> _WORK TO COMPLETE_
Restate word for word the lines of the entries below, starting with the line that holds "by describe calls" and ending with the line that holds "if summary.chars().count() >", and no others.

>>>>>

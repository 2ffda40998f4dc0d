//! Workflow primitives over HTTP

use async_trait::async_trait;
use stepdeck_core::dto::history::{HistoryEvent, HistoryPage, StateMachineDefinition};
use stepdeck_core::dto::remote::{ExecutionPage, RemoteExecution, StartRequest, StartedExecution};

use crate::WorkflowClient;
use crate::api::WorkflowApi;
use crate::error::{RemoteError, Result};
use crate::wire::{
    DescribeStateMachineOutput, ExecutionArnInput, GetExecutionHistoryInput,
    GetExecutionHistoryOutput, ListExecutionsInput, ListExecutionsOutput, StartExecutionInput,
    StartExecutionOutput, StateMachineArnInput, WireExecution, decode_execution,
};

/// Page size used when walking execution history
const HISTORY_PAGE_SIZE: u32 = 100;

#[async_trait]
impl WorkflowApi for WorkflowClient {
    // =============================================================================
    // Execution Lifecycle
    // =============================================================================

    async fn start_execution(&self, request: &StartRequest) -> Result<StartedExecution> {
        let output: StartExecutionOutput = self
            .call(
                "StartExecution",
                &StartExecutionInput {
                    state_machine_arn: &request.target,
                    name: &request.name,
                    input: &request.input,
                },
            )
            .await?;

        Ok(StartedExecution {
            execution_id: output.execution_arn,
            started_at: output.start_date,
        })
    }

    async fn stop_execution(&self, execution_id: &str) -> Result<()> {
        let _: serde_json::Value = self
            .call(
                "StopExecution",
                &ExecutionArnInput {
                    execution_arn: execution_id,
                },
            )
            .await?;
        Ok(())
    }

    async fn redrive_execution(&self, execution_id: &str) -> Result<()> {
        let _: serde_json::Value = self
            .call(
                "RedriveExecution",
                &ExecutionArnInput {
                    execution_arn: execution_id,
                },
            )
            .await?;
        Ok(())
    }

    // =============================================================================
    // Queries
    // =============================================================================

    async fn describe_execution(&self, execution_id: &str) -> Result<RemoteExecution> {
        let wire: WireExecution = self
            .call(
                "DescribeExecution",
                &ExecutionArnInput {
                    execution_arn: execution_id,
                },
            )
            .await?;
        Ok(wire.into())
    }

    async fn list_executions(
        &self,
        target: &str,
        page_size: u32,
        next_token: Option<&str>,
    ) -> Result<ExecutionPage> {
        let output: ListExecutionsOutput = self
            .call(
                "ListExecutions",
                &ListExecutionsInput {
                    state_machine_arn: target,
                    max_results: page_size,
                    next_token,
                },
            )
            .await?;

        Ok(ExecutionPage {
            items: output.executions.into_iter().map(decode_execution).collect(),
            next_token: output.next_token,
        })
    }

    async fn get_execution_history(
        &self,
        execution_id: &str,
        next_token: Option<&str>,
    ) -> Result<HistoryPage> {
        let output: GetExecutionHistoryOutput = self
            .call(
                "GetExecutionHistory",
                &GetExecutionHistoryInput {
                    execution_arn: execution_id,
                    max_results: HISTORY_PAGE_SIZE,
                    reverse_order: false,
                    next_token,
                },
            )
            .await?;

        Ok(HistoryPage {
            events: output.events.into_iter().map(HistoryEvent::from).collect(),
            next_token: output.next_token,
        })
    }

    async fn describe_state_machine(&self, target: &str) -> Result<StateMachineDefinition> {
        let output: DescribeStateMachineOutput = self
            .call(
                "DescribeStateMachine",
                &StateMachineArnInput {
                    state_machine_arn: target,
                },
            )
            .await?;

        StateMachineDefinition::try_from(output).map_err(|e| {
            RemoteError::Malformed(format!("State machine definition is not valid JSON: {}", e))
        })
    }
}
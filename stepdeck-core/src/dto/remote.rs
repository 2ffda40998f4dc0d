//! Remote execution DTOs

use chrono::{DateTime, Utc};
use serde::{Deserialize, Serialize};

use crate::domain::execution::ExecutionStatus;

/// One execution as reported by the remote service
#[derive(Debug, Clone, PartialEq, Serialize, Deserialize)]
pub struct RemoteExecution {
    /// Remote execution identifier (execution ARN)
    pub execution_id: String,
    /// Execution-target identifier the execution belongs to
    pub target: String,
    pub name: String,
    /// Raw status string, mapped defensively by [`RemoteExecution::status`]
    pub status: String,
    pub started_at: Option<DateTime<Utc>>,
    pub stopped_at: Option<DateTime<Utc>>,
    pub redrive_count: Option<u32>,
    /// Only populated by describe calls
    pub error: Option<String>,
    pub cause: Option<String>,
    pub input: Option<String>,
}

impl RemoteExecution {
    pub fn status(&self) -> ExecutionStatus {
        ExecutionStatus::from_remote(&self.status)
    }

    /// Short error summary suitable for a table cell
    pub fn error_summary(&self) -> Option<String> {
        const MAX_SUMMARY: usize = 240;

        let summary = match (&self.error, &self.cause) {
            (Some(error), Some(cause)) => format!("{}: {}", error, cause),
            (Some(error), None) => error.clone(),
            (None, Some(cause)) => cause.clone(),
            (None, None) => return None,
        };

        if summary.chars().count() > MAX_SUMMARY {
            let truncated: String = summary.chars().take(MAX_SUMMARY - 1).collect();
            Some(format!("{}…", truncated))
        } else {
            Some(summary)
        }
    }
}

/// A remote record that could not be decoded
///
/// Carries the identifier when it could still be recovered, so the engine can
/// quarantine the matching local record.
#[derive(Debug, Clone, PartialEq, Eq, Serialize, Deserialize)]
pub struct MalformedRecord {
    pub execution_id: Option<String>,
    pub reason: String,
}

/// One page of a cursored execution listing
#[derive(Debug, Clone, Default, PartialEq)]
pub struct ExecutionPage {
    pub items: Vec<Result<RemoteExecution, MalformedRecord>>,
    pub next_token: Option<String>,
}

/// Result of a successful start call
#[derive(Debug, Clone, PartialEq, Eq, Serialize, Deserialize)]
pub struct StartedExecution {
    /// `None` when the remote does not return an identifier synchronously
    pub execution_id: Option<String>,
    pub started_at: Option<DateTime<Utc>>,
}

/// Request to start an execution
#[derive(Debug, Clone, PartialEq, Serialize, Deserialize)]
pub struct StartRequest {
    pub target: String,
    /// Execution name; the remote treats it as an idempotency token
    pub name: String,
    /// JSON-encoded input document
    pub input: String,
}
//! Per-environment polling

pub mod poller;

pub use poller::{EnvironmentPoller, Intent, PollerSettings};
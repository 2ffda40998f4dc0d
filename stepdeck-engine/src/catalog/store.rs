//! Directory loading and the reloadable store

use std::collections::BTreeMap;
use std::path::{Path, PathBuf};
use std::sync::Arc;
use tokio::sync::watch;
use tracing::{info, warn};

use super::Catalog;
use super::definition::{DefinitionFormat, parse_definition};
use super::error::{ConfigError, ConfigErrorKind};

/// Loads every definition file in `directory`
///
/// Only an unreadable directory is an error. Problems with single files are
/// collected in [`Catalog::errors`]. Files are visited in name order, so when two
/// files define the same pipeline the first one wins.
pub fn load_directory(directory: &Path, known_environments: &[String]) -> Result<Catalog, ConfigError> {
    let entries = std::fs::read_dir(directory).map_err(|e| {
        ConfigError::new(
            directory,
            ConfigErrorKind::Io,
            format!("cannot read configuration directory: {}", e),
        )
    })?;

    let mut files: Vec<PathBuf> = entries
        .filter_map(|entry| entry.ok().map(|e| e.path()))
        .filter(|path| path.is_file() && DefinitionFormat::from_path(path).is_some())
        .collect();
    files.sort();

    let mut pipelines = Vec::new();
    let mut errors = Vec::new();
    let mut names: BTreeMap<String, PathBuf> = BTreeMap::new();
    let mut display_names: BTreeMap<String, PathBuf> = BTreeMap::new();

    for file in files {
        let parsed = std::fs::read_to_string(&file)
            .map_err(|e| ConfigError::new(&file, ConfigErrorKind::Io, e.to_string()))
            .and_then(|source| parse_definition(&file, &source, known_environments));

        let pipeline = match parsed {
            Ok(pipeline) => pipeline,
            Err(e) => {
                warn!("Skipping pipeline definition: {}", e);
                errors.push(e);
                continue;
            }
        };

        let clash = names
            .get(&pipeline.name)
            .map(|first| format!("pipeline '{}' is already defined in {}", pipeline.name, first.display()))
            .or_else(|| {
                display_names.get(&pipeline.display_name).map(|first| {
                    format!(
                        "display name '{}' is already used in {}",
                        pipeline.display_name,
                        first.display()
                    )
                })
            });
        if let Some(message) = clash {
            let e = ConfigError::new(&file, ConfigErrorKind::DuplicateName, message);
            warn!("Skipping pipeline definition: {}", e);
            errors.push(e);
            continue;
        }

        names.insert(pipeline.name.clone(), file.clone());
        display_names.insert(pipeline.display_name.clone(), file);
        pipelines.push(pipeline);
    }

    info!(
        "Loaded {} pipeline(s) from {} ({} rejected)",
        pipelines.len(),
        directory.display(),
        errors.len()
    );

    Ok(Catalog::new(pipelines, errors))
}

/// Owned, reloadable handle to the current catalog
///
/// Readers take an `Arc<Catalog>` and keep a consistent generation for as long
/// as they hold it; a reload publishes a new generation in one step.
#[derive(Debug)]
pub struct ConfigStore {
    directory: PathBuf,
    known_environments: Vec<String>,
    current: watch::Sender<Arc<Catalog>>,
}

impl ConfigStore {
    /// Loads `directory`, which must exist
    pub fn open(directory: impl Into<PathBuf>, known_environments: Vec<String>) -> Result<Self, ConfigError> {
        let directory = directory.into();
        if !directory.is_dir() {
            return Err(ConfigError::new(
                &directory,
                ConfigErrorKind::Io,
                "configuration directory does not exist",
            ));
        }

        let catalog = load_directory(&directory, &known_environments)?;
        let (current, _) = watch::channel(Arc::new(catalog));

        Ok(Self {
            directory,
            known_environments,
            current,
        })
    }

    pub fn directory(&self) -> &Path {
        &self.directory
    }

    pub fn known_environments(&self) -> &[String] {
        &self.known_environments
    }

    /// The catalog as of now
    pub fn current(&self) -> Arc<Catalog> {
        self.current.borrow().clone()
    }

    /// Notified on every reload
    pub fn subscribe(&self) -> watch::Receiver<Arc<Catalog>> {
        self.current.subscribe()
    }

    /// Re-reads the directory and swaps the catalog
    ///
    /// When the directory itself cannot be read the previous catalog stays in
    /// place and the error is returned.
    pub fn reload(&self) -> Result<Arc<Catalog>, ConfigError> {
        let catalog = Arc::new(load_directory(&self.directory, &self.known_environments)?);
        self.current.send_replace(catalog.clone());
        Ok(catalog)
    }
}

<<<<<

> _FINISHED EXERCISE_
    /// Only populated by describe calls
    pub error: Option<String>,
    pub cause: Option<String>,
    pub input: Option<String>,
}

impl RemoteExecution {
    pub fn status(&self) -> ExecutionStatus {
        ExecutionStatus::from_remote(&self.status)
    }

    /// Short error summary suitable for a table cell
    pub fn error_summary(&self) -> Option<String> {
        const MAX_SUMMARY: usize = 240;

        let summary = match (&self.error, &self.cause) {
            (Some(error), Some(cause)) => format!("{}: {}", error, cause),
            (Some(error), None) => error.clone(),
            (None, Some(cause)) => cause.clone(),
            (None, None) => return None,
        };

        if summary.chars().count() > MAX_SUMMARY {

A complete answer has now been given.